Tiana se volvió hacia Michelle y sus cejas se fruncieron:
Podía sentir que algo no iba a ir bien.
Los labios de Michelle se estiraron en una sonrisa mientras se levantaba;
—Bien, ya hice una pequeña lista de tareas —dijo tomando el libro a su lado—.
Hay mucho por hacer…
—habló mientras pasaba las páginas del libro.
—Yo y Elizabeth nos encargaremos de las decoraciones.
Se detuvo y miró a Tiana y Nicklaus;
Su mirada se fijó brevemente en Tiana y apartó la vista inmediatamente.
Tiana juraría que vio una ligera sonrisa en sus labios antes de que desapareciera;
—Tiana y Nicklaus…
no, Tiana y Ricardo se encargarán de las bebidas, mientras que Nicklaus y Mia estarán a cargo de los proveedores de comida y el menú.
…
El salón se quedó incómodamente silencioso mientras todos abrían los ojos en shock;
¿Estaba bromeando con lo que dijo o iba en serio?
Durante aproximadamente un minuto, nadie habló.
—Ja-ja, ¿hay algún problema con el arreglo?

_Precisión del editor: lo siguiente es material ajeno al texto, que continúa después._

//! services/bot/src/messages.rs
//!
//! The user-facing message table (Ukrainian) and the mapping from the
//! survey machine's symbolic prompts to rendered text plus reply keyboards.

use stylist_core::domain::{Keyboard, StyleProfile};
use stylist_core::survey::PromptKind;

// --- Registration flow ---
pub const GREETING: &str =
    "Вітаю! Натисніть кнопку, щоб поділитися номером.\nЯкщо ви у веб-версії, введіть свій номер у повідомленні.";
pub const SHARE_PHONE_BUTTON: &str = "📲 Надіслати номер";
pub const ENTER_PHONE: &str = "Будь ласка, введіть ваш номер телефону (наприклад, 0971234567).";
pub const REGISTRATION_THANKS: &str = "🎉 Дякуємо за реєстрацію! Зараз заповнімо анкету.";
pub const REGISTRATION_ERROR: &str = "Виникла помилка при реєстрації, спробуйте ще раз.";
pub const ALREADY_REGISTERED: &str = "🔓 Ви вже зареєстровані та анкету заповнили!";
pub const REGISTERED_NOT_SURVEYED: &str = "Ви вже зареєстровані, але анкету не заповнили.";
pub const START_SURVEY_HINT: &str = "Будь ласка, введіть /start_survey, щоб почати анкету.";
pub const NOT_REGISTERED: &str = "Спершу зареєструйтеся: надішліть /start і поділіться номером.";

// --- Survey flow ---
pub const SELECT_CLOTHING_SIZE: &str = "Оберіть ваш розмір одягу:";
pub const INVALID_CLOTHING_SIZE: &str = "Будь ласка, оберіть розмір зі списку: XS, S, M, L, XL, XXL.";
pub const SELECT_FASHION_STYLE: &str = "Оберіть ваш улюблений стиль:";
pub const INVALID_FASHION_STYLE: &str =
    "Будь ласка, оберіть стиль зі списку: Casual, Smart Casual, Classic, Sporty.";
pub const PREFERRED_COLORS: &str = "Які кольори ви уникаєте в одязі?";
pub const FAVORITE_BRANDS: &str = "Які ваші улюблені бренди?";
pub const HEIGHT_QUESTION: &str = "Вкажіть ваш зріст:";
pub const WEIGHT_QUESTION: &str = "Вкажіть вашу вагу:";
pub const SELECT_GENDER: &str = "Оберіть вашу стать:";
pub const MALE: &str = "Чоловіча";
pub const FEMALE: &str = "Жіноча";
pub const CONFIRM: &str = "Підтверджую";
pub const CANCEL: &str = "Скасувати";
pub const YES: &str = "Так";
pub const NO: &str = "Ні";
pub const SURVEY_SAVED: &str =
    "✅ Анкету збережено! Бажаєте завантажити фото вашого гардеробу?";
pub const SURVEY_CANCELLED: &str = "Анкету скасовано.";

// --- Wardrobe flow ---
pub const SEND_WARDROBE_PHOTOS: &str =
    "Надішліть фото речей з вашого гардеробу. Коли закінчите, напишіть «Готово».";
pub const UPLOAD_SKIPPED: &str = "Гаразд! Ви завжди можете надіслати фото пізніше.";
pub const WARDROBE_UPLOADED: &str = "👕 Гардероб збережено, дякуємо!";
pub const PHOTO_PROCESSING: &str = "Обробляю фото, зачекайте хвилинку...";
pub const PHOTO_SAVED: &str = "📸 Фото збережено у вашому гардеробі!";
pub const ERROR_PHOTO_UPLOAD: &str = "Не вдалося зберегти фото, спробуйте ще раз.";

// --- Chat flow ---
pub const AI_ERROR: &str = "Вибачте, зараз я не можу відповісти. Спробуйте трохи пізніше. 🙏";
pub const GENERIC_ERROR: &str = "Щось пішло не так, спробуйте ще раз.";
pub const OUTFIT_NOT_FOUND: &str =
    "На жаль, я не зміг підібрати образ з вашого гардеробу. Спробуйте додати більше речей!";

/// Renders a symbolic survey prompt into outbound text and an optional
/// reply keyboard.
pub fn render(prompt: &PromptKind) -> (String, Option<Keyboard>) {
    match prompt {
        PromptKind::AskSize => (
            SELECT_CLOTHING_SIZE.to_string(),
            Some(Keyboard::reply(&[&["XS", "S", "M"], &["L", "XL", "XXL"]])),
        ),
        PromptKind::InvalidSize => (INVALID_CLOTHING_SIZE.to_string(), None),
        PromptKind::AskStyle => (
            SELECT_FASHION_STYLE.to_string(),
            Some(Keyboard::reply(&[
                &["Casual", "Smart Casual"],
                &["Classic", "Sporty"],
            ])),
        ),
        PromptKind::InvalidStyle => (INVALID_FASHION_STYLE.to_string(), None),
        PromptKind::AskColors => (PREFERRED_COLORS.to_string(), None),
        PromptKind::AskBrands => (FAVORITE_BRANDS.to_string(), None),
        PromptKind::AskHeight => (HEIGHT_QUESTION.to_string(), None),
        PromptKind::AskWeight => (WEIGHT_QUESTION.to_string(), None),
        PromptKind::AskGender => (
            SELECT_GENDER.to_string(),
            Some(Keyboard::reply(&[&[MALE, FEMALE]])),
        ),
        PromptKind::Summary(profile) => (
            summary_text(profile),
            Some(Keyboard::reply(&[&[CONFIRM, CANCEL]])),
        ),
        PromptKind::SurveySaved => (
            SURVEY_SAVED.to_string(),
            Some(Keyboard::reply(&[&[YES, NO]])),
        ),
        PromptKind::SurveyCancelled => (SURVEY_CANCELLED.to_string(), Some(Keyboard::Remove)),
        PromptKind::SendPhotos => (SEND_WARDROBE_PHOTOS.to_string(), Some(Keyboard::Remove)),
        PromptKind::UploadSkipped => (UPLOAD_SKIPPED.to_string(), Some(Keyboard::Remove)),
        PromptKind::WardrobeDone => (WARDROBE_UPLOADED.to_string(), Some(Keyboard::Remove)),
    }
}

fn summary_text(profile: &StyleProfile) -> String {
    format!(
        "📋 Перевірте вашу анкету:\n\
         • 📏 Розмір: {}\n\
         • 👗 Стиль: {}\n\
         • 🎨 Небажані кольори: {}\n\
         • 🛍 Бренди: {}\n\
         • 📏 Зріст: {}\n\
         • ⚖ Вага: {}\n\
         • 👤 Стать: {}\n\n\
         Все вірно?\nВведіть або оберіть: {}, {}",
        profile.size,
        profile.style,
        profile.colors,
        profile.brands,
        profile.height,
        profile.weight,
        profile.gender,
        CONFIRM,
        CANCEL,
    )
}

#[cfg(test)]
mod tests {
    use super::*;

    #[test]
    fn summary_includes_every_answer() {
        let profile = StyleProfile {
            size: "M".into(),
            style: "Casual".into(),
            colors: "no red".into(),
            brands: "Nike".into(),
            height: "180".into(),
            weight: "75".into(),
            gender: "male".into(),
        };
        let (text, keyboard) = render(&PromptKind::Summary(profile));
        for needle in ["M", "Casual", "no red", "Nike", "180", "75", "male"] {
            assert!(text.contains(needle), "summary is missing '{needle}'");
        }
        assert!(matches!(keyboard, Some(Keyboard::Reply { .. })));
    }

    #[test]
    fn size_prompt_carries_a_keyboard() {
        let (_, keyboard) = render(&PromptKind::AskSize);
        match keyboard {
            Some(Keyboard::Reply { rows }) => assert_eq!(rows.len(), 2),
            other => panic!("expected a reply keyboard, got {other:?}"),
        }
    }
}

—preguntó, mirando a todos, sus ojos se agrandaron, como si no se diera cuenta de lo que había hecho mal.
Elizabeth se pellizcó la nariz, sabía desde hace tiempo que Michelle solo buscaba problemas.
—Michelle, no puedes emparejar a Tiana con Ricardo…
—Puedo, además, es solo una preparación de cumpleaños, no es como si los emparejara para que se casaran…
El corazón de Mia golpeó contra su pecho cuando escuchó a Michelle emparejarla con Nicklaus, no pudo contener su alegría, pero cuando vio la expresión helada en su rostro, supo que no terminaría bien.
—Señora Howells, veo que quiere encargarse usted misma de los preparativos del cumpleaños, en ese caso, nos retiraremos, hermosa ¿vamos?
La expresión de Nicklaus era tan vacía como la muerte y las palabras que salieron de sus labios eran tan afiladas como una espada; todo el lugar se quedó quieto mientras extendía sus manos hacia su hermosa.
Tiana colocó sus manos en las de él y se levantó del sofá.
Se dio la vuelta e hizo amago de salir de la habitación, pero las palabras de su Douglas lo detuvieron.
—Está bien Nicklaus, cometió un error, ahora se corregirá —Douglas se volvió hacia Michelle con una mirada glacial y ella inmediatamente bajó la vista al libro en sus manos.
Se preguntó cuál debe ser su coeficiente intelectual.
¿Cómo puede ser tan descerebrada a veces?
Si Abuelo se entera de que intentó emparejar a la mujer de Nicklaus con su hijo, ¿qué pensaría de ella?
¿Era tan poco reflexiva?
—No, ya es demasiado tarde.
Si cree que cometió un error, debería corregirlo y trabajar en él por sí misma, y por favor que nadie nos llame para esta reunión de nuevo
Habló en un tono autoritario, sin siquiera molestarse en mirar a Douglas.
Colocando su mano alrededor de la cintura de Tiana, la condujo hacia las escaleras.